Occasional Contributor

Anyone else having an issues after turning on backup of known folders with multiple files duplicating as you go from one computer to another? Happens a lot to us with icons for Edge and Teams for example.


Is this an executable or do you have to use GPO

Senior Member

Yes @Carlos Cordeiro, seeing the exact same thing in our org.

Occasional Contributor

@Steve2500 have you found any way to stop that from happening? I have seen some users with over 10 icons for each Edge, Chrome and Teams.

Senior Member

@Carlos Cordeiro  - No sorry. Our staff don't move around that much but it has been flagged as a problem. If we find a way to stop it happening I will update here. I just wanted to reply to let you know that it is not just you.


The duplicating of icons for Edge and Teams is because someone thought it was a good idea to generate an icon in the user's desktop every time they login to a new machine rather than placing it in the Public User\Desktop. This means a new one gets created faster than OneDrive Sync starts for first time. Then OneDrive starts up and says "oh a duplicate" and the fun ensues. I think there is a way to disable the Edge desktop icon via GPO but not sure on Teams. This isn't a OneDrive problem this is an automatic action due to dumb installers problem.

Regular Contributor

@Brian Hoyt  While you do have a good point, I don't think OneDrive can be absolved from blame here.  Yes, the shortcuts should absolutely be on the public desktop instead, but we can't even get the Teams devs to listen to stop installing their whole dang client in each user's profile at this point. 


Even so, the OneDrive sync client should recognize that the shortcut is identical - same name, same icon, same target, etc - and treat it as the same file.  Instead it seems to think that there is some difference it can't merge, and keeps both 'versions'.  That IS a onedrive problem.  


You can do a machine wide install of Teams but it isn't the default. OneDrive it self is still defaulting to per-user install too. There is lots of blame to go around.

Regular Contributor

I can see where you'd get that idea, but the 'machine-wide' install is just the teams installer.  That installer just runs at logon and installs teams in every user profile, just like a normal install.  

At least OneDrive has finally figured out how to do a true machine level install, maybe they could teach the teams devs some of their tricks? 

Frequent Contributor

@Steve Whitcher To the human eye it's the same file, but a computer just sees it as another file with the same name. It can't compare icons, maybe the file size is different (rounded 1 kb). 


What annoys me in the whole situation is I want a clean desktop. I don't want ANY shotcut on my desktop, unless I create it myself. The problem is that every team at Microsoft installs their apps in a different way. Some put a shortcut on the desktop, some don't, some put it just in the Start screen, others create a folder (Teams at first created a folder "Microsoft Corporation"), etc. Maybe Microsoft could think up some rules and standards for there dev teams? ;)

Senior Member

If icons for Edge and Chrome are duplicating then its most likely that those were not installed using the associated enterprise installers that are available for them.  Using those vs. a user based install will alleviate that from happening.  At least for those apps.  The teams icon, yeah that's a pain but so are other user based apps like visual studio code, as that has a per user and a per machine option too.  

New Contributor

thanks for shearing this,

it helped me out:stareyes:


Occasional Contributor

How are others handling the folders that remain in C:\Users\<user>\   ?

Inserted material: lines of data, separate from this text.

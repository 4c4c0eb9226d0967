use crate::core::value::FieldValue;
use indexmap::IndexMap;

/// Field name/value pairs captured from a form at the moment of submission.
///
/// Insertion order is preserved so the multipart body mirrors the order the
/// fields appear in the form. Inserting an existing name replaces its value
/// in place.
#[derive(Debug, Clone, Default, PartialEq, Eq)]
pub struct FormPayload {
    fields: IndexMap<String, FieldValue>,
}

impl FormPayload {
    pub fn new() -> Self {
        Self::default()
    }

    pub fn insert(&mut self, name: impl Into<String>, value: impl Into<FieldValue>) -> Option<FieldValue> {
        self.fields.insert(name.into(), value.into())
    }

    pub fn get(&self, name: &str) -> Option<&FieldValue> {
        self.fields.get(name)
    }

    pub fn text(&self, name: &str) -> Option<&str> {
        self.get(name).and_then(FieldValue::as_text)
    }

    pub fn len(&self) -> usize {
        self.fields.len()
    }

    pub fn is_empty(&self) -> bool {
        self.fields.is_empty()
    }

    pub fn names(&self) -> impl Iterator<Item = &str> {
        self.fields.keys().map(String::as_str)
    }

    pub fn iter(&self) -> indexmap::map::Iter<'_, String, FieldValue> {
        self.fields.iter()
    }
}

impl<'a> IntoIterator for &'a FormPayload {
    type Item = (&'a String, &'a FieldValue);
    type IntoIter = indexmap::map::Iter<'a, String, FieldValue>;

    fn into_iter(self) -> Self::IntoIter {
        self.fields.iter()
    }
}

impl<K, V> FromIterator<(K, V)> for FormPayload
where
    K: Into<String>,
    V: Into<FieldValue>,
{
    fn from_iter<I: IntoIterator<Item = (K, V)>>(iter: I) -> Self {
        let mut payload = Self::new();
        for (name, value) in iter {
            payload.insert(name, value);
        }
        payload
    }
}
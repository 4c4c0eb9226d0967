use crate::runtime::event::ActivationSource;

#[derive(Debug, Clone, Copy, PartialEq, Eq)]
pub enum InteractionResult {
    Ignored,
    Handled,
    /// The widget asks for the form's submit control to be activated.
    Activate(ActivationSource),
}

impl InteractionResult {
    pub fn is_handled(self) -> bool {
        !matches!(self, Self::Ignored)
    }
}
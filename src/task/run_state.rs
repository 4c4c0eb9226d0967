use crate::task::id::SubmissionId;
use crate::task::policy::ConcurrencyPolicy;

#[derive(Debug, Clone, Default)]
pub struct SubmitRunState {
    running: usize,
    sequence: u64,
}

impl SubmitRunState {
    pub fn running_count(&self) -> usize {
        self.running
    }

    pub fn is_running(&self) -> bool {
        self.running > 0
    }

    pub fn next_id(&mut self) -> SubmissionId {
        self.sequence = self.sequence.saturating_add(1);
        SubmissionId::new(self.sequence)
    }

    pub fn should_start(&self, policy: ConcurrencyPolicy) -> bool {
        match policy {
            ConcurrencyPolicy::Parallel => true,
            ConcurrencyPolicy::DropNew => !self.is_running(),
        }
    }

    pub fn on_started(&mut self) {
        self.running = self.running.saturating_add(1);
    }

    pub fn on_finished(&mut self) {
        self.running = self.running.saturating_sub(1);
    }
}

#[cfg(test)]
mod tests {
    use super::SubmitRunState;
    use crate::task::policy::ConcurrencyPolicy;

    #[test]
    fn parallel_always_starts() {
        let mut state = SubmitRunState::default();
        state.next_id();
        state.on_started();

        assert!(state.should_start(ConcurrencyPolicy::Parallel));
        assert_eq!(state.running_count(), 1);
    }

    #[test]
    fn drop_new_waits_for_running_submission() {
        let mut state = SubmitRunState::default();
        state.next_id();
        state.on_started();
        assert!(!state.should_start(ConcurrencyPolicy::DropNew));

        state.on_finished();
        assert!(state.should_start(ConcurrencyPolicy::DropNew));
        assert!(!state.is_running());
    }

    #[test]
    fn ids_are_sequential() {
        let mut state = SubmitRunState::default();
        let first = state.next_id();
        let second = state.next_id();
        assert!(second > first);
        assert_eq!(first.get() + 1, second.get());
    }
}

Some applications (including popuplar/expensive ones!) are poorly written and will continue to write files directly to the paths (example: C:\Users\<user>\Documents\ ) instead of using system variables.

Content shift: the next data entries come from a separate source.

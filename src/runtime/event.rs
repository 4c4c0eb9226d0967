use crate::core::ControlId;
use crate::terminal::TerminalEvent;

#[derive(Debug, Clone, Copy, PartialEq, Eq)]
pub enum ActivationSource {
    Pointer,
    /// Enter or Space on the control itself.
    Keyboard,
    /// Enter inside one of the form's text fields.
    ImplicitSubmission,
    Programmatic,
}

/// A user-initiated trigger of a control, dispatched to its listeners.
///
/// Unless a listener calls [`ActivationEvent::prevent_default`], the event
/// loop performs the control's default action (form navigation).
#[derive(Debug, Clone, PartialEq, Eq)]
pub struct ActivationEvent {
    target: ControlId,
    source: ActivationSource,
    default_prevented: bool,
}

impl ActivationEvent {
    pub fn new(target: impl Into<ControlId>, source: ActivationSource) -> Self {
        Self {
            target: target.into(),
            source,
            default_prevented: false,
        }
    }

    pub fn target(&self) -> &ControlId {
        &self.target
    }

    pub fn source(&self) -> ActivationSource {
        self.source
    }

    pub fn prevent_default(&mut self) {
        self.default_prevented = true;
    }

    pub fn is_default_prevented(&self) -> bool {
        self.default_prevented
    }
}

#[derive(Debug, Clone, Copy, PartialEq, Eq)]
pub struct DispatchOutcome {
    pub listeners: usize,
    pub default_prevented: bool,
}

impl DispatchOutcome {
    pub fn navigated(&self) -> bool {
        !self.default_prevented
    }
}

#[derive(Debug, Clone)]
pub enum AppEvent {
    Terminal(TerminalEvent),
    Activate(ActivationEvent),
}
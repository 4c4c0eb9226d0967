pub mod config;
pub mod core;
pub mod form;
pub mod logging;
pub mod runtime;
pub mod submission;
pub mod task;
pub mod terminal;
pub mod transport;
pub mod ui;
pub mod widgets;

pub use config::{ClientConfig, ConfigError};
pub use form::{Form, FormField, FormPayload, FormState};
pub use submission::{FailureReporter, LogReporter, SubmissionHandler, SubmissionOutcome, SubmitError};
pub use task::{ConcurrencyPolicy, SubmitExecutor};
pub use transport::{HttpTransport, Transport, TransportError};
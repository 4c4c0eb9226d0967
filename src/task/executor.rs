use crate::submission::error::SubmitError;
use crate::task::execution::{SubmitCompletion, SubmitInvocation, execute_invocation};
use crate::transport::Transport;
use std::panic::{self, AssertUnwindSafe};
use std::sync::Arc;
use std::sync::mpsc::{self, Receiver, Sender, TryRecvError};

#[derive(Debug, Clone, Copy, PartialEq, Eq)]
pub enum ExecutionMode {
    /// Each invocation runs on its own worker thread.
    Threaded,
    /// Invocations run to completion on the caller's thread. The completion
    /// is still only observed through `drain_ready`.
    Inline,
}

/// Runs submissions off the event loop and hands completions back to it.
pub struct SubmitExecutor {
    transport: Arc<dyn Transport>,
    mode: ExecutionMode,
    completion_tx: Sender<SubmitCompletion>,
    completion_rx: Receiver<SubmitCompletion>,
}

impl SubmitExecutor {
    pub fn new(transport: Arc<dyn Transport>, mode: ExecutionMode) -> Self {
        let (completion_tx, completion_rx) = mpsc::channel::<SubmitCompletion>();
        Self {
            transport,
            mode,
            completion_tx,
            completion_rx,
        }
    }

    pub fn threaded(transport: Arc<dyn Transport>) -> Self {
        Self::new(transport, ExecutionMode::Threaded)
    }

    pub fn inline(transport: Arc<dyn Transport>) -> Self {
        Self::new(transport, ExecutionMode::Inline)
    }

    pub fn mode(&self) -> ExecutionMode {
        self.mode
    }

    pub fn spawn(&self, invocation: SubmitInvocation) {
        match self.mode {
            ExecutionMode::Threaded => {
                let transport = Arc::clone(&self.transport);
                let completion_tx = self.completion_tx.clone();
                std::thread::spawn(move || {
                    let id = invocation.id;
                    // A panicking worker still reports, so waiters never hang.
                    let completion = panic::catch_unwind(AssertUnwindSafe(|| {
                        execute_invocation(invocation, transport.as_ref())
                    }))
                    .unwrap_or_else(|_| SubmitCompletion {
                        id,
                        result: Err(SubmitError::Aborted),
                    });
                    let _ = completion_tx.send(completion);
                });
            }
            ExecutionMode::Inline => {
                let completion = execute_invocation(invocation, self.transport.as_ref());
                let _ = self.completion_tx.send(completion);
            }
        }
    }

    pub fn drain_ready(&self) -> Vec<SubmitCompletion> {
        let mut out = Vec::<SubmitCompletion>::new();
        loop {
            match self.completion_rx.try_recv() {
                Ok(completion) => out.push(completion),
                Err(TryRecvError::Empty) | Err(TryRecvError::Disconnected) => break,
            }
        }
        out
    }

    /// Blocks until the next completion arrives.
    pub fn wait_next(&self) -> Option<SubmitCompletion> {
        self.completion_rx.recv().ok()
    }
}
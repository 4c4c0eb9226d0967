use crate::runtime::command::Command;
use crate::terminal::{KeyCode, KeyEvent, KeyModifiers};
use std::collections::HashMap;

#[derive(Debug, Clone, Copy, PartialEq, Eq, Hash)]
pub struct KeyBinding {
    pub code: KeyCode,
    pub modifiers: KeyModifiers,
}

impl KeyBinding {
    pub fn new(code: KeyCode, modifiers: KeyModifiers) -> Self {
        Self { code, modifiers }
    }

    pub fn key(code: KeyCode) -> Self {
        Self::new(code, KeyModifiers::NONE)
    }

    pub fn ctrl(code: KeyCode) -> Self {
        Self::new(code, KeyModifiers::CONTROL)
    }

    pub fn from_event(event: KeyEvent) -> Self {
        Self {
            code: event.code,
            modifiers: event.modifiers,
        }
    }
}

/// Global key map consulted before the focused widget sees a key.
#[derive(Debug, Default)]
pub struct KeyBindings {
    bindings: HashMap<KeyBinding, Command>,
}

impl KeyBindings {
    pub fn new() -> Self {
        let mut manager = Self::default();
        manager.install_defaults();
        manager
    }

    pub fn bind(&mut self, key: KeyBinding, command: Command) {
        self.bindings.insert(key, command);
    }

    pub fn unbind(&mut self, key: &KeyBinding) {
        self.bindings.remove(key);
    }

    pub fn resolve(&self, event: KeyEvent) -> Command {
        self.bindings
            .get(&KeyBinding::from_event(event))
            .copied()
            .unwrap_or(Command::InputKey(event))
    }

    fn install_defaults(&mut self) {
        self.bind(KeyBinding::ctrl(KeyCode::Char('c')), Command::Exit);
        self.bind(KeyBinding::key(KeyCode::Esc), Command::Exit);
        self.bind(KeyBinding::key(KeyCode::Tab), Command::NextFocus);
        self.bind(KeyBinding::key(KeyCode::Down), Command::NextFocus);
        self.bind(KeyBinding::key(KeyCode::Up), Command::PrevFocus);
        self.bind(
            KeyBinding::new(KeyCode::BackTab, KeyModifiers::SHIFT),
            Command::PrevFocus,
        );
        self.bind(KeyBinding::key(KeyCode::BackTab), Command::PrevFocus);
    }
}
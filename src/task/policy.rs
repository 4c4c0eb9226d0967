use serde::{Deserialize, Serialize};

/// What to do when the submit control is activated while a request is
/// still in flight.
#[derive(Debug, Clone, Copy, PartialEq, Eq, Default, Serialize, Deserialize)]
#[serde(rename_all = "snake_case")]
pub enum ConcurrencyPolicy {
    /// Ignore the new activation.
    DropNew,
    /// Every activation sends its own request, unsynchronized.
    #[default]
    Parallel,
}
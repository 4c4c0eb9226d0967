pub mod backend;
pub mod input_event;
pub mod terminal_event;

pub use backend::Terminal;
pub use input_event::{KeyCode, KeyEvent, KeyModifiers};
pub use terminal_event::{CursorPos, TerminalEvent, TerminalSize};
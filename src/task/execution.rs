use crate::form::multipart;
use crate::form::payload::FormPayload;
use crate::submission::error::SubmitError;
use crate::task::id::SubmissionId;
use crate::transport::{HttpRequest, Transport};
use serde_json::Value;

/// Everything a worker needs to perform one submission. The payload is an
/// owned snapshot taken on the event loop at activation time.
#[derive(Debug, Clone)]
pub struct SubmitInvocation {
    pub id: SubmissionId,
    pub endpoint: String,
    pub payload: FormPayload,
}

#[derive(Debug)]
pub struct SubmitCompletion {
    pub id: SubmissionId,
    pub result: Result<Value, SubmitError>,
}

pub fn execute_invocation(invocation: SubmitInvocation, transport: &dyn Transport) -> SubmitCompletion {
    let result = send(&invocation, transport);
    SubmitCompletion {
        id: invocation.id,
        result,
    }
}

fn send(invocation: &SubmitInvocation, transport: &dyn Transport) -> Result<Value, SubmitError> {
    let encoded = multipart::encode(&invocation.payload).map_err(SubmitError::Encode)?;
    let request = HttpRequest {
        path: invocation.endpoint.clone(),
        content_type: encoded.content_type,
        body: encoded.bytes,
    };

    let response = transport.post(&request)?;
    if !response.is_success() {
        return Err(SubmitError::Status {
            status: response.status,
        });
    }

    Ok(serde_json::from_slice(&response.body)?)
}

#[cfg(test)]
mod tests {
    use super::{SubmitInvocation, execute_invocation};
    use crate::form::payload::FormPayload;
    use crate::submission::error::SubmitError;
    use crate::task::id::SubmissionId;
    use crate::transport::{HttpRequest, HttpResponse, Transport, TransportError};
    use serde_json::json;
    use std::sync::Mutex;

    struct OneShot {
        response: Mutex<Option<Result<HttpResponse, TransportError>>>,
        seen: Mutex<Vec<HttpRequest>>,
    }

    impl OneShot {
        fn new(response: Result<HttpResponse, TransportError>) -> Self {
            Self {
                response: Mutex::new(Some(response)),
                seen: Mutex::new(Vec::new()),
            }
        }
    }

    impl Transport for OneShot {
        fn post(&self, request: &HttpRequest) -> Result<HttpResponse, TransportError> {
            self.seen.lock().expect("lock").push(request.clone());
            self.response
                .lock()
                .expect("lock")
                .take()
                .expect("only one request expected")
        }
    }

    fn invocation() -> SubmitInvocation {
        SubmitInvocation {
            id: SubmissionId::new(1),
            endpoint: "/workouts/".to_string(),
            payload: [("name", "Leg Day")].into_iter().collect::<FormPayload>(),
        }
    }

    #[test]
    fn success_decodes_json() {
        let transport = OneShot::new(Ok(HttpResponse::new(200, r#"{"id": 7}"#)));
        let completion = execute_invocation(invocation(), &transport);

        assert_eq!(completion.id, SubmissionId::new(1));
        assert_eq!(completion.result.expect("success"), json!({"id": 7}));

        let seen = transport.seen.lock().expect("lock");
        assert_eq!(seen.len(), 1);
        assert_eq!(seen[0].path, "/workouts/");
        assert!(seen[0].content_type.starts_with("multipart/form-data; boundary="));
    }

    #[test]
    fn failure_status_keeps_the_code() {
        let transport = OneShot::new(Ok(HttpResponse::new(422, r#"{"detail": "bad"}"#)));
        let err = execute_invocation(invocation(), &transport)
            .result
            .expect_err("422 is a failure");

        assert_eq!(err.status(), Some(422));
        assert_eq!(err.to_string(), "HTTP error! status: 422");
    }

    #[test]
    fn invalid_json_is_a_decode_error() {
        let transport = OneShot::new(Ok(HttpResponse::new(200, "<html>ok</html>")));
        let err = execute_invocation(invocation(), &transport)
            .result
            .expect_err("body is not json");
        assert!(matches!(err, SubmitError::Decode(_)));
    }

    #[test]
    fn transport_errors_pass_through() {
        let transport = OneShot::new(Err(TransportError::Network("connection refused".to_string())));
        let err = execute_invocation(invocation(), &transport)
            .result
            .expect_err("network failure");
        assert!(matches!(err, SubmitError::Transport(TransportError::Network(_))));
    }
}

Users are: (1) Confused because there are 2 "Documents", "Pictures", "Desktop" on their machine, and (2) given a false sense of security that anything in those folders is saved to OneDrive.




In the above screenshot, these folders are the ones that existed prior to turning on KFM.  The files within were moved to OneDrive (good!) but nothing prevents users from continuing to save to them.


I have considered "mklink" to hard link them to OneDrive-- but it can present a challenge to maintain.